= Data extracts =
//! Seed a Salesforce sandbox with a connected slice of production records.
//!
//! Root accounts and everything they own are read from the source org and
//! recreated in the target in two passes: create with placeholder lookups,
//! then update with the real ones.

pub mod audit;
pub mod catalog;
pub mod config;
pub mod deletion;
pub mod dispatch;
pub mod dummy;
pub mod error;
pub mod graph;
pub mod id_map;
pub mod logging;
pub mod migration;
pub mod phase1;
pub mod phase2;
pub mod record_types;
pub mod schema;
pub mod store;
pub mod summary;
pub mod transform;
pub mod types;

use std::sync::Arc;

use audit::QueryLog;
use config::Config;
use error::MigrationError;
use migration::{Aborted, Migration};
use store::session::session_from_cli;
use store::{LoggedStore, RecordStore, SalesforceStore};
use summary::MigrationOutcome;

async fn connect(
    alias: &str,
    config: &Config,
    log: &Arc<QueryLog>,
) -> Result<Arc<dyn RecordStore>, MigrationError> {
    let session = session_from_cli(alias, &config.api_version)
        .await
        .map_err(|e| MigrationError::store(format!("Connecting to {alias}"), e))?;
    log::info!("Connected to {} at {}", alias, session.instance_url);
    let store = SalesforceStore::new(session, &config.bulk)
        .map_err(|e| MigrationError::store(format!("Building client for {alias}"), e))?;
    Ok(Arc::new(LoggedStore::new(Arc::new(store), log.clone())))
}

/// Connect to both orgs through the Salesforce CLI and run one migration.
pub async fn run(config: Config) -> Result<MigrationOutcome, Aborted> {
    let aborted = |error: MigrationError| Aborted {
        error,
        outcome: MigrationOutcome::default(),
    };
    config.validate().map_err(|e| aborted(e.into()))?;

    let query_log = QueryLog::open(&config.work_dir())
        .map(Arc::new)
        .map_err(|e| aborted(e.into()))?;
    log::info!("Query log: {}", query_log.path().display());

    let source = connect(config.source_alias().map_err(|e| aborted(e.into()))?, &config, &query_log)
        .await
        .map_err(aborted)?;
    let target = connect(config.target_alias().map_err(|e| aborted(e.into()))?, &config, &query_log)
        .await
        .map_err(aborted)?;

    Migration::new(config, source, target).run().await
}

= Task =
State the count of lines in the preceding listing that include the string "target". No other words belong in the answer.

= Task response =
3